Как я занеслась… Да, про о. Касьяна. Как он сказал на твои слова, что мир опустел, как это верно: «Господни зернышки не затоптать, ими и свет стоит…» Как верно…

Вчера не дописала, не могла, так меня всколыхнуло все. Теперь про скучное.

Твое взволнованное письмо меня расстроило. К. тебе все налгал. Не понимаю, или уж слишком понимаю, зачем он лжет. Чтобы раздражать тебя, чтобы досадить и мне? Он мне надоел своими «вздохами». Какое он право имеет мешаться в нашу жизнь? Я ему запретила бывать без тебя. Это или болезнь, он как-то неуравновешен последнее время, я замечаю… или сплошная гадость. Мелкий человек, а на войне, говорят, был героем. Уж не знаю, как это совмещается. Разыгрывает Яго… вот уж не к лицу-то. Лживый доносчик… гадость, гадость. Как ты мог поверить только, Ви?.. Нет, я знаю, ты не мог поверить, что я скрываю что-то, это все нервы, одиночество, тоска. Ты рвешься, я знаю. А я-то, если бы ты знал… ночи не сплю, как там, на фронте. Успокойся, милый, все ложь. И про «похоронные венки», и про «одуревшего иностранца». Ничего подобного, конечно. Никаких «похоронных венков» мне н е подносили.

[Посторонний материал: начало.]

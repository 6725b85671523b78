mod force_generator;
mod drag;
mod gravity;
mod spring;

pub use self::force_generator::ForceGenerator;
pub use self::drag::{drag, friction, DragForce, FrictionForce};
pub use self::gravity::{gravitational_attraction, GravitationalAttraction};
pub use self::spring::{spring, SpringAnchor, SpringForce};
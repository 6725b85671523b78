use bitflags::bitflags;

use crate::math::{Aabb, Transform, Vector2};

#[cfg(feature = "serialize")]
use serde::{Serialize, Deserialize};

/// RGBA color with components in `[0, 1]`
#[derive(Debug, Clone, Copy, PartialEq)]
#[cfg_attr(feature = "serialize", derive(Serialize, Deserialize))]
pub struct Color {
    pub r: f32,
    pub g: f32,
    pub b: f32,
    pub a: f32,
}

impl Color {
    pub const fn new(r: f32, g: f32, b: f32) -> Self {
        Self { r, g, b, a: 1.0 }
    }

    /// Builds an opaque color from `0xRRGGBB`
    pub fn from_hex(hex: u32) -> Self {
        let channel = |shift: u32| ((hex >> shift) & 0xff) as f32 / 255.0;
        Self::new(channel(16), channel(8), channel(0))
    }

    /// Fill for static bodies (#ffb86c)
    pub fn static_body() -> Self {
        Self::from_hex(0xffb86c)
    }

    /// Fill for dynamic bodies (#8be9fd)
    pub fn dynamic_body() -> Self {
        Self::from_hex(0x8be9fd)
    }

    pub const AABB: Color = Color::new(0.9, 0.3, 0.9);

    /// Joint segments (#ff79c6)
    pub fn joint() -> Self {
        Self::from_hex(0xff79c6)
    }

    /// Broad-phase tree node color, fading from green to red with depth
    pub fn tree_depth(depth: usize) -> Self {
        let t = (depth as f32 * 0.1).min(1.0);
        Self::new(t, 1.0 - t, 0.0)
    }
}

bitflags! {
    /// Selects what [`crate::core::PhysicsWorld::debug_draw`] emits
    #[derive(Debug, Clone, Copy, PartialEq, Eq, Hash)]
    pub struct DrawFlags: u32 {
        /// Filled body shapes
        const SHAPE = 0x01;

        /// Polygon outlines with spokes from the centroid
        const MESH = 0x02;

        /// Tight body bounds
        const AABB = 0x04;

        /// Broad-phase internal volumes
        const AABB_TREE = 0x08;

        /// Body frames
        const TRANSFORM = 0x10;

        const JOINT = 0x20;
    }
}

impl Default for DrawFlags {
    fn default() -> Self {
        DrawFlags::SHAPE | DrawFlags::JOINT
    }
}

/// Rendering backend for world visualization.
///
/// The engine only describes primitives; an application implements this
/// trait for whatever canvas it has.
pub trait DebugDraw {
    /// What the world should emit
    fn flags(&self) -> DrawFlags;

    /// Closed outline through `vertices`
    fn draw_polygon(&mut self, vertices: &[Vector2], color: Color);

    fn draw_solid_polygon(&mut self, vertices: &[Vector2], color: Color);

    fn draw_circle(&mut self, center: Vector2, radius: f32, color: Color);

    /// Filled circle; `axis` marks the body's rotation
    fn draw_solid_circle(&mut self, center: Vector2, radius: f32, axis: Vector2, color: Color);

    fn draw_segment(&mut self, p1: Vector2, p2: Vector2, color: Color);

    /// Local axes at the transform's origin
    fn draw_transform(&mut self, transform: &Transform);
}

/// Corners of a box in counter-clockwise order
pub(crate) fn aabb_corners(aabb: &Aabb) -> [Vector2; 4] {
    [
        aabb.min,
        Vector2::new(aabb.max.x, aabb.min.y),
        aabb.max,
        Vector2::new(aabb.min.x, aabb.max.y),
    ]
}

#[cfg(test)]
mod tests {
    use super::*;
    use approx::assert_relative_eq;

    #[test]
    fn hex_colors() {
        let c = Color::from_hex(0xff8000);
        assert_relative_eq!(c.r, 1.0);
        assert_relative_eq!(c.g, 128.0 / 255.0);
        assert_relative_eq!(c.b, 0.0);
    }

    #[test]
    fn tree_colors_saturate() {
        assert_eq!(Color::tree_depth(0), Color::new(0.0, 1.0, 0.0));
        assert_eq!(Color::tree_depth(25), Color::new(1.0, 0.0, 0.0));
    }
}
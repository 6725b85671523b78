use crate::math::Vector2;

#[cfg(feature = "serialize")]
use serde::{Serialize, Deserialize};

/// Axis-aligned bounding box in world space
#[derive(Debug, Clone, Copy, PartialEq, Default)]
#[cfg_attr(feature = "serialize", derive(Serialize, Deserialize))]
pub struct Aabb {
    /// Lower-left corner
    pub min: Vector2,

    /// Upper-right corner
    pub max: Vector2,
}

impl Aabb {
    #[inline]
    pub fn new(min: Vector2, max: Vector2) -> Self {
        Self { min, max }
    }

    #[inline]
    pub fn from_center_half_extents(center: Vector2, half_extents: Vector2) -> Self {
        Self {
            min: center - half_extents,
            max: center + half_extents,
        }
    }

    /// Smallest box enclosing all points, or `None` for an empty slice
    pub fn from_points(points: &[Vector2]) -> Option<Self> {
        let (first, rest) = points.split_first()?;
        let mut aabb = Self::new(*first, *first);
        for point in rest {
            aabb.min = aabb.min.min(point);
            aabb.max = aabb.max.max(point);
        }
        Some(aabb)
    }

    #[inline]
    pub fn center(&self) -> Vector2 {
        (self.min + self.max) * 0.5
    }

    #[inline]
    pub fn extents(&self) -> Vector2 {
        self.max - self.min
    }

    #[inline]
    pub fn half_extents(&self) -> Vector2 {
        self.extents() * 0.5
    }

    /// Perimeter of the box, used as the tree insertion cost
    #[inline]
    pub fn perimeter(&self) -> f32 {
        let e = self.extents();
        2.0 * (e.x + e.y)
    }

    #[inline]
    pub fn area(&self) -> f32 {
        let e = self.extents();
        e.x * e.y
    }

    /// Inclusive point containment test
    #[inline]
    pub fn contains_point(&self, point: &Vector2) -> bool {
        point.x >= self.min.x && point.x <= self.max.x &&
        point.y >= self.min.y && point.y <= self.max.y
    }

    /// Checks if this box fully contains `other`
    #[inline]
    pub fn contains(&self, other: &Self) -> bool {
        self.min.x <= other.min.x && self.max.x >= other.max.x &&
        self.min.y <= other.min.y && self.max.y >= other.max.y
    }

    /// Overlap test; touching boxes count as overlapping
    #[inline]
    pub fn intersects(&self, other: &Self) -> bool {
        self.min.x <= other.max.x && self.max.x >= other.min.x &&
        self.min.y <= other.max.y && self.max.y >= other.min.y
    }

    #[inline]
    pub fn union(&self, other: &Self) -> Self {
        Self {
            min: self.min.min(&other.min),
            max: self.max.max(&other.max),
        }
    }

    /// Grows the box by `margin` on every side
    #[inline]
    pub fn expand(&self, margin: f32) -> Self {
        let m = Vector2::new(margin, margin);
        Self {
            min: self.min - m,
            max: self.max + m,
        }
    }
}

#[cfg(test)]
mod tests {
    use super::*;

    #[test]
    fn touching_boxes_intersect() {
        let a = Aabb::new(Vector2::new(0.0, 0.0), Vector2::new(1.0, 1.0));
        let b = Aabb::new(Vector2::new(1.0, 0.0), Vector2::new(2.0, 1.0));
        assert!(a.intersects(&b));
        assert!(!a.intersects(&b.expand(-0.1)));
    }

    #[test]
    fn perimeter_of_union() {
        let a = Aabb::new(Vector2::new(0.0, 0.0), Vector2::new(1.0, 1.0));
        let b = Aabb::new(Vector2::new(2.0, 0.0), Vector2::new(3.0, 1.0));
        assert_eq!(a.union(&b).perimeter(), 8.0);
        assert!(a.union(&b).contains(&a));
    }
}
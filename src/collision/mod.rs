mod contact;
mod broad_phase;
mod aabb_tree;
mod narrow_phase;

pub use self::contact::Contact;
pub use self::broad_phase::{new_broad_phase, BroadPhase, BruteForceBroadPhase, CollisionPair, ProxyId};
pub use self::aabb_tree::{AabbTree, DEFAULT_MARGIN};
pub use self::narrow_phase::{collide_circles, collide_polygon_circle, collide_polygons, is_colliding, NarrowPhase, SatNarrowPhase};
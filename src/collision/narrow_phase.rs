use crate::bodies::RigidBody;
use crate::collision::{CollisionPair, Contact};
use crate::core::{BodyHandle, BodyStorage, Storage};
use crate::math::Vector2;
use crate::shapes::{CircleShape, PolygonShape, Shape};

/// Trait for narrow-phase collision detection algorithms
pub trait NarrowPhase: Send + Sync {
    /// Appends the contacts of every touching pair to `contacts`.
    ///
    /// Pairs in which neither body can move are skipped.
    fn detect_collisions(&self, pairs: &[CollisionPair], bodies: &BodyStorage<RigidBody>, contacts: &mut Vec<Contact>);
}

/// Separating-axis narrow phase for circles and convex polygons
#[derive(Debug, Clone, Copy, Default)]
pub struct SatNarrowPhase;

impl SatNarrowPhase {
    pub fn new() -> Self {
        Self
    }
}

impl NarrowPhase for SatNarrowPhase {
    fn detect_collisions(&self, pairs: &[CollisionPair], bodies: &BodyStorage<RigidBody>, contacts: &mut Vec<Contact>) {
        for pair in pairs {
            let (Some(a), Some(b)) = (bodies.get(pair.body_a), bodies.get(pair.body_b)) else {
                continue;
            };
            if !a.is_simulated() && !b.is_simulated() {
                continue;
            }
            is_colliding((pair.body_a, a), (pair.body_b, b), contacts);
        }
    }
}

/// Tests two bodies for overlap, appending contacts on `a`→`b`.
///
/// For a circle against a polygon the contact is reported with the polygon
/// as body A, whichever order the bodies were given in.
pub fn is_colliding(a: (BodyHandle, &RigidBody), b: (BodyHandle, &RigidBody), contacts: &mut Vec<Contact>) -> bool {
    let (handle_a, body_a) = a;
    let (handle_b, body_b) = b;
    match (body_a.get_shape(), body_b.get_shape()) {
        (Shape::Circle(circle_a), Shape::Circle(circle_b)) => {
            match collide_circles(handle_a, body_a.get_position(), circle_a, handle_b, body_b.get_position(), circle_b) {
                Some(contact) => {
                    contacts.push(contact);
                    true
                }
                None => false,
            }
        }
        (Shape::Circle(circle), other) => match other.as_polygon() {
            Some(polygon) => push(collide_polygon_circle(handle_b, polygon, handle_a, body_a.get_position(), circle), contacts),
            None => false,
        },
        (other, Shape::Circle(circle)) => match other.as_polygon() {
            Some(polygon) => push(collide_polygon_circle(handle_a, polygon, handle_b, body_b.get_position(), circle), contacts),
            None => false,
        },
        (shape_a, shape_b) => match (shape_a.as_polygon(), shape_b.as_polygon()) {
            (Some(polygon_a), Some(polygon_b)) => collide_polygons(handle_a, polygon_a, handle_b, polygon_b, contacts),
            _ => false,
        },
    }
}

fn push(contact: Option<Contact>, contacts: &mut Vec<Contact>) -> bool {
    match contact {
        Some(contact) => {
            contacts.push(contact);
            true
        }
        None => false,
    }
}

/// Circle against circle. Touching circles collide with zero depth.
pub fn collide_circles(
    handle_a: BodyHandle,
    center_a: Vector2,
    a: &CircleShape,
    handle_b: BodyHandle,
    center_b: Vector2,
    b: &CircleShape,
) -> Option<Contact> {
    let ab = center_b - center_a;
    let radius_sum = a.radius() + b.radius();
    if ab.length_squared() > radius_sum * radius_sum {
        return None;
    }

    // concentric circles have no preferred direction
    let normal = if ab.is_zero() { Vector2::unit_y() } else { ab.normalize() };
    Some(Contact {
        body_a: handle_a,
        body_b: handle_b,
        start: center_b - normal * b.radius(),
        end: center_a + normal * a.radius(),
        normal,
        depth: radius_sum - ab.length(),
    })
}

/// Polygon against polygon using SAT and reference-edge clipping.
///
/// Produces up to two contacts. The reference face belongs to whichever
/// polygon has the larger (least negative) separation; ties go to `b`.
pub fn collide_polygons(
    handle_a: BodyHandle,
    a: &PolygonShape,
    handle_b: BodyHandle,
    b: &PolygonShape,
    contacts: &mut Vec<Contact>,
) -> bool {
    let ab = a.find_min_separation(b);
    if ab.distance >= 0.0 {
        return false;
    }
    let ba = b.find_min_separation(a);
    if ba.distance >= 0.0 {
        return false;
    }

    let flip = ba.distance >= ab.distance;
    let (reference, incident, reference_edge) = if flip { (b, a, ba.edge) } else { (a, b, ab.edge) };
    let reference_normal = reference.edge_normal(reference_edge);

    let incident_edge = incident.find_incident_edge(&reference_normal);
    let mut clipped = [incident.world_vertex(incident_edge), incident.world_vertex(incident_edge + 1)];
    let mut count = 2;

    for i in 0..reference.vertex_count() {
        if i == reference_edge {
            continue;
        }
        let (output, n) = PolygonShape::clip_segment_to_line(&clipped, reference.world_vertex(i), reference.world_vertex(i + 1));
        clipped = output;
        count = n;
        if n < 2 {
            break;
        }
    }

    let reference_vertex = reference.world_vertex(reference_edge);
    for point in &clipped[..count] {
        let separation = (*point - reference_vertex).dot(&reference_normal);
        if separation > 0.0 {
            continue;
        }
        let surface = *point + reference_normal * -separation;
        let contact = if flip {
            Contact { body_a: handle_a, body_b: handle_b, start: surface, end: *point, normal: -reference_normal, depth: -separation }
        } else {
            Contact { body_a: handle_a, body_b: handle_b, start: *point, end: surface, normal: reference_normal, depth: -separation }
        };
        contacts.push(contact);
    }
    true
}

/// Polygon against circle by Voronoi region. Body A is always the polygon.
pub fn collide_polygon_circle(
    polygon_handle: BodyHandle,
    polygon: &PolygonShape,
    circle_handle: BodyHandle,
    center: Vector2,
    circle: &CircleShape,
) -> Option<Contact> {
    let radius = circle.radius();
    let n = polygon.vertex_count();

    let mut outside = false;
    let mut edge_distance = f32::MIN;
    let mut nearest = 0;
    for i in 0..n {
        let projection = (center - polygon.world_vertex(i)).dot(&polygon.edge_normal(i));
        if projection > 0.0 {
            edge_distance = projection;
            nearest = i;
            outside = true;
            break;
        }
        if projection > edge_distance {
            edge_distance = projection;
            nearest = i;
        }
    }

    let current = polygon.world_vertex(nearest);
    let next = polygon.world_vertex(nearest + 1);
    let contact = |normal: Vector2, depth: f32| {
        let start = center - normal * radius;
        Contact {
            body_a: polygon_handle,
            body_b: circle_handle,
            start,
            end: start + normal * depth,
            normal,
            depth,
        }
    };

    if !outside {
        // center inside: push out through the least-penetrated edge
        return Some(contact(polygon.edge_normal(nearest), radius - edge_distance));
    }

    // vertex region before the edge
    let to_center = center - current;
    if to_center.dot(&(next - current)) < 0.0 {
        let distance = to_center.length();
        if distance > radius {
            return None;
        }
        return Some(contact(to_center.normalize(), radius - distance));
    }

    // vertex region after the edge
    let to_center = center - next;
    if to_center.dot(&(current - next)) < 0.0 {
        let distance = to_center.length();
        if distance > radius {
            return None;
        }
        return Some(contact(to_center.normalize(), radius - distance));
    }

    if edge_distance > radius {
        return None;
    }
    Some(contact((next - current).normal(), radius - edge_distance))
}
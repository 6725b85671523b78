#[cfg(feature = "serialize")]
use serde::{Serialize, Deserialize};

/// A circle centered on the body origin
#[derive(Debug, Clone, Copy, PartialEq)]
#[cfg_attr(feature = "serialize", derive(Serialize, Deserialize))]
pub struct CircleShape {
    radius: f32,
}

impl CircleShape {
    /// Creates a circle; negative radii are clamped to zero
    pub fn new(radius: f32) -> Self {
        Self { radius: radius.max(0.0) }
    }

    pub fn radius(&self) -> f32 {
        self.radius
    }

    pub fn set_radius(&mut self, radius: f32) {
        self.radius = radius.max(0.0);
    }

    /// Moment of inertia per unit mass, `r² / 2`
    pub fn moment_of_inertia(&self) -> f32 {
        0.5 * self.radius * self.radius
    }
}
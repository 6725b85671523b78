pub mod math;
pub mod core;
pub mod bodies;
pub mod shapes;
pub mod collision;
pub mod constraints;
pub mod forces;

/// Re-export common types for easier usage
pub use crate::core::{PhysicsWorld, SimulationConfig, BodyHandle, ConstraintHandle};
pub use crate::bodies::{RigidBody, RigidBodyType, Material};
pub use crate::shapes::{Shape, ShapeType, CircleShape, PolygonShape, BoxShape};
pub use crate::math::{Vector2, Rotation, Transform, Aabb};

/// Error types for the physics engine
pub mod error {
    use thiserror::Error;

    #[derive(Error, Debug, Clone, PartialEq)]
    pub enum PhysicsError {
        #[error("Invalid parameter: {0}")]
        InvalidParameter(String),

        #[error("Resource not found: {0}")]
        ResourceNotFound(String),

        #[error("Simulation stability error: {0}")]
        SimulationError(String),

        #[error("Internal error: {0}")]
        InternalError(String),
    }
}

/// Result type for physics engine operations
pub type Result<T> = std::result::Result<T, error::PhysicsError>;

/// Engine version information
pub const VERSION: &str = env!("CARGO_PKG_VERSION");
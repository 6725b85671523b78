use crate::math::Vector2;
use std::fmt;
use std::ops::{Add, AddAssign};

#[cfg(feature = "serialize")]
use serde::{Serialize, Deserialize};

/// A planar rotation stored as the sine and cosine of its angle.
///
/// Composing rotations multiplies the underlying unit complex numbers, so
/// the angle never has to be wrapped. `normalize` restores unit length after
/// long sequences of small compositions.
#[derive(Debug, Clone, Copy, PartialEq)]
#[cfg_attr(feature = "serialize", derive(Serialize, Deserialize))]
pub struct Rotation {
    /// Sine of the angle
    pub sin: f32,

    /// Cosine of the angle
    pub cos: f32,
}

impl Rotation {
    /// Creates a rotation from an angle in radians
    #[inline]
    pub fn new(angle: f32) -> Self {
        let (sin, cos) = angle.sin_cos();
        Self { sin, cos }
    }

    #[inline]
    pub const fn identity() -> Self {
        Self { sin: 0.0, cos: 1.0 }
    }

    /// Builds a rotation from raw sine/cosine values, normalizing them
    pub fn from_sin_cos(sin: f32, cos: f32) -> Self {
        let mut rotation = Self { sin, cos };
        rotation.normalize();
        rotation
    }

    /// Angle in `[-PI, PI]`
    #[inline]
    pub fn angle(&self) -> f32 {
        self.sin.atan2(self.cos)
    }

    /// World direction of the local x axis
    #[inline]
    pub fn x_axis(&self) -> Vector2 {
        Vector2::new(self.cos, self.sin)
    }

    /// World direction of the local y axis
    #[inline]
    pub fn y_axis(&self) -> Vector2 {
        Vector2::new(-self.sin, self.cos)
    }

    /// Returns the composition `self` followed by `other`
    #[inline]
    pub fn compose(&self, other: &Rotation) -> Self {
        Self {
            sin: self.sin * other.cos + self.cos * other.sin,
            cos: self.cos * other.cos - self.sin * other.sin,
        }
    }

    #[inline]
    pub fn inverse(&self) -> Self {
        Self { sin: -self.sin, cos: self.cos }
    }

    /// Rescales (sin, cos) back onto the unit circle
    pub fn normalize(&mut self) {
        let length = (self.sin * self.sin + self.cos * self.cos).sqrt();
        if length > crate::math::EPSILON {
            self.sin /= length;
            self.cos /= length;
        } else {
            *self = Self::identity();
        }
    }

    /// Rotates a vector from local into world orientation
    #[inline]
    pub fn rotate(&self, v: &Vector2) -> Vector2 {
        Vector2::new(self.cos * v.x - self.sin * v.y, self.sin * v.x + self.cos * v.y)
    }

    /// Rotates a vector from world into local orientation
    #[inline]
    pub fn inverse_rotate(&self, v: &Vector2) -> Vector2 {
        Vector2::new(self.cos * v.x + self.sin * v.y, -self.sin * v.x + self.cos * v.y)
    }
}

impl Default for Rotation {
    fn default() -> Self {
        Self::identity()
    }
}

impl Add for Rotation {
    type Output = Self;
    #[inline]
    fn add(self, rhs: Self) -> Self {
        self.compose(&rhs)
    }
}

/// Advances the rotation by an angle in radians
impl AddAssign<f32> for Rotation {
    #[inline]
    fn add_assign(&mut self, angle: f32) {
        *self = self.compose(&Rotation::new(angle));
    }
}

impl fmt::Display for Rotation {
    fn fmt(&self, f: &mut fmt::Formatter) -> fmt::Result {
        write!(f, "{} rad", self.angle())
    }
}

#[cfg(test)]
mod tests {
    use super::*;
    use approx::assert_relative_eq;

    #[test]
    fn composition_adds_angles() {
        let r = Rotation::new(0.4) + Rotation::new(0.5);
        assert_relative_eq!(r.angle(), 0.9, epsilon = 1e-6);
    }

    #[test]
    fn axes_are_orthonormal() {
        let r = Rotation::new(1.2);
        assert_relative_eq!(r.x_axis().dot(&r.y_axis()), 0.0, epsilon = 1e-6);
        assert_relative_eq!(r.x_axis().length(), 1.0, epsilon = 1e-6);
    }

    #[test]
    fn normalize_keeps_unit_length_after_many_increments() {
        let mut r = Rotation::identity();
        for _ in 0..10_000 {
            r += 0.001;
        }
        r.normalize();
        assert_relative_eq!(r.sin * r.sin + r.cos * r.cos, 1.0, epsilon = 1e-6);
        assert_relative_eq!(r.angle(), 10.0 - 4.0 * std::f32::consts::PI, epsilon = 1e-2);
    }
}
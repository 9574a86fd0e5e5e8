// SPDX-License-Identifier: PMPL-1.0-or-later
// Copyright (c) 2026 Jonathan D.A. Jewell (hyperpolymath) <jonathan.jewell@open.ac.uk>
//
// Stub bridge for desktop/CI builds where no in-app review SDK exists.
//
// The review flow always reports `PlatformUnavailable`. Store links are still
// useful on desktop, so `launch_url` hands them to the OS opener.

use async_trait::async_trait;
use tokio::process::Command;
use url::Url;

use reviewkit_core::error::{ReviewError, Result};
use reviewkit_core::types::{ActivityHandle, Capability, ReviewToken, StoreTarget};

use crate::traits::*;

/// Bridge returned on non-mobile platforms.
pub struct StubBridge {
    store: StoreTarget,
}

impl StubBridge {
    pub fn new() -> Self {
        let store = if cfg!(target_os = "macos") {
            StoreTarget::MacAppStore
        } else if cfg!(target_os = "windows") {
            StoreTarget::MicrosoftStore
        } else {
            StoreTarget::PlayStore
        };
        Self { store }
    }
}

impl Default for StubBridge {
    fn default() -> Self {
        Self::new()
    }
}

impl ReviewPlatform for StubBridge {
    fn platform_name(&self) -> &str {
        "Desktop (stub)"
    }

    fn store_target(&self) -> StoreTarget {
        self.store
    }
}

#[async_trait]
impl NativeReviewCapability for StubBridge {
    async fn probe_capability(&self) -> Result<Capability> {
        Ok(Capability::Unsupported(
            "no in-app review SDK on desktop".into(),
        ))
    }
}

#[async_trait]
impl NativeReviewFlow for StubBridge {
    async fn fetch_review_token(&self) -> Result<ReviewToken> {
        tracing::warn!("NativeReviewFlow::fetch_review_token called on stub bridge");
        Err(ReviewError::PlatformUnavailable)
    }

    async fn launch_review_flow(
        &self,
        _activity: &ActivityHandle,
        _token: &ReviewToken,
    ) -> Result<()> {
        tracing::warn!("NativeReviewFlow::launch_review_flow called on stub bridge");
        Err(ReviewError::PlatformUnavailable)
    }
}

#[async_trait]
impl NativeUrlLauncher for StubBridge {
    async fn launch_url(&self, url: &Url) -> Result<()> {
        let mut cmd = opener_command(url);
        tracing::info!(url = %url, "desktop: opening store listing");

        let status = cmd
            .status()
            .await
            .map_err(|e| ReviewError::Launch(format!("failed to spawn opener: {e}")))?;

        if status.success() {
            Ok(())
        } else {
            Err(ReviewError::Launch(format!("opener exited with {status}")))
        }
    }
}

fn opener_command(url: &Url) -> Command {
    if cfg!(target_os = "macos") {
        let mut cmd = Command::new("open");
        cmd.arg(url.as_str());
        cmd
    } else if cfg!(target_os = "windows") {
        let mut cmd = Command::new("cmd");
        cmd.args(["/C", "start", "", url.as_str()]);
        cmd
    } else {
        let mut cmd = Command::new("xdg-open");
        cmd.arg(url.as_str());
        cmd
    }
}

#[cfg(test)]
mod tests {
    use super::*;

    #[tokio::test]
    async fn review_flow_is_unsupported() {
        let bridge = StubBridge::new();
        assert!(matches!(
            bridge.probe_capability().await.unwrap(),
            Capability::Unsupported(_)
        ));
        assert!(matches!(
            bridge.fetch_review_token().await,
            Err(ReviewError::PlatformUnavailable)
        ));
    }

    #[test]
    fn platform_name() {
        assert_eq!(StubBridge::new().platform_name(), "Desktop (stub)");
    }

    #[test]
    fn opener_receives_url() {
        let url = Url::parse("https://play.google.com/store/apps/details?id=com.example.app").unwrap();
        let cmd = opener_command(&url);
        let args: Vec<_> = cmd.as_std().get_args().collect();
        assert!(args.iter().any(|a| a.to_str() == Some(url.as_str())));
    }
}
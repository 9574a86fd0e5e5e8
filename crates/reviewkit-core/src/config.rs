// SPDX-License-Identifier: PMPL-1.0-or-later
// Copyright (c) 2026 Jonathan D.A. Jewell (hyperpolymath) <jonathan.jewell@open.ac.uk>
//
// Review orchestration settings.

use std::path::Path;
use std::time::Duration;

use serde::{Deserialize, Serialize};

use crate::error::{ReviewError, Result};
use crate::StoreTarget;

/// Persistent orchestrator settings, stored as JSON.
#[derive(Debug, Clone, Serialize, Deserialize)]
#[serde(default)]
pub struct ReviewConfig {
    /// Store used for `openStoreListing`. `None` means "whatever the platform
    /// bridge reports".
    pub store_target: Option<StoreTarget>,
    /// Store identifier used when `openStoreListing` arrives without one.
    pub default_app_id: Option<String>,
    /// Internal retries for token fetch and flow invocation.
    pub max_retries: u32,
    /// Pause before a retry, in milliseconds.
    pub retry_delay_ms: u64,
    /// Warm the token cache whenever an availability check succeeds.
    pub prefetch_on_availability: bool,
    /// Method channel the orchestrator answers on. Calls addressed to any
    /// other channel are answered `notImplemented`.
    pub channel_name: String,
}

impl Default for ReviewConfig {
    fn default() -> Self {
        Self {
            store_target: None,
            default_app_id: None,
            max_retries: 1,
            retry_delay_ms: 250,
            prefetch_on_availability: false,
            channel_name: "dev.britannio.in_app_review".into(),
        }
    }
}

impl ReviewConfig {
    /// Load settings from a JSON file. A missing file yields defaults.
    pub fn load(path: &Path) -> Result<Self> {
        let data = match std::fs::read_to_string(path) {
            Ok(data) => data,
            Err(e) if e.kind() == std::io::ErrorKind::NotFound => {
                tracing::debug!(path = %path.display(), "no config file, using defaults");
                return Ok(Self::default());
            }
            Err(e) => return Err(e.into()),
        };
        let config: Self = serde_json::from_str(&data)?;
        config.validate()?;
        Ok(config)
    }

    /// Write settings back as pretty JSON.
    pub fn save(&self, path: &Path) -> Result<()> {
        let json = serde_json::to_string_pretty(self)?;
        std::fs::write(path, json)?;
        Ok(())
    }

    pub fn retry_delay(&self) -> Duration {
        Duration::from_millis(self.retry_delay_ms)
    }

    fn validate(&self) -> Result<()> {
        if self.channel_name.trim().is_empty() {
            return Err(ReviewError::Config("channel_name must not be empty".into()));
        }
        if let Some(app_id) = &self.default_app_id {
            if app_id.trim().is_empty() {
                return Err(ReviewError::Config(
                    "default_app_id must not be blank when set".into(),
                ));
            }
        }
        Ok(())
    }
}

#[cfg(test)]
mod tests {
    use super::*;

    #[test]
    fn missing_file_gives_defaults() {
        let dir = tempfile::tempdir().unwrap();
        let config = ReviewConfig::load(&dir.path().join("absent.json")).unwrap();
        assert_eq!(config.max_retries, 1);
        assert!(config.store_target.is_none());
        assert_eq!(config.channel_name, "dev.britannio.in_app_review");
    }

    #[test]
    fn partial_file_fills_defaults() {
        let dir = tempfile::tempdir().unwrap();
        let path = dir.path().join("review.json");
        std::fs::write(
            &path,
            r#"{"store_target":"play_store","default_app_id":"com.example.app"}"#,
        )
        .unwrap();

        let config = ReviewConfig::load(&path).unwrap();
        assert_eq!(config.store_target, Some(StoreTarget::PlayStore));
        assert_eq!(config.default_app_id.as_deref(), Some("com.example.app"));
        assert_eq!(config.retry_delay(), Duration::from_millis(250));
    }

    #[test]
    fn blank_channel_name_rejected() {
        let dir = tempfile::tempdir().unwrap();
        let path = dir.path().join("review.json");
        std::fs::write(&path, r#"{"channel_name":"  "}"#).unwrap();
        assert!(matches!(
            ReviewConfig::load(&path),
            Err(ReviewError::Config(_))
        ));
    }

    #[test]
    fn save_then_load() {
        let dir = tempfile::tempdir().unwrap();
        let path = dir.path().join("review.json");
        let config = ReviewConfig {
            prefetch_on_availability: true,
            ..Default::default()
        };
        config.save(&path).unwrap();
        assert!(ReviewConfig::load(&path).unwrap().prefetch_on_availability);
    }
}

Что это у тебя, откуда это «предчувствие»? В выдумках видеть что-то. Выкинь, прошу тебя, эти дикие мысли из головы, ты — светлый. Это все нервы. И «носорог» тут не причем, а, напротив, проявил себя по-американски «джентльмэном». Ты спрашиваешь про ту «историю»… Вот как все было. Мне больно, как ты волнуешься. Как только смеют тебя расстраивать, зная, что тебе необходим покой… такая низость.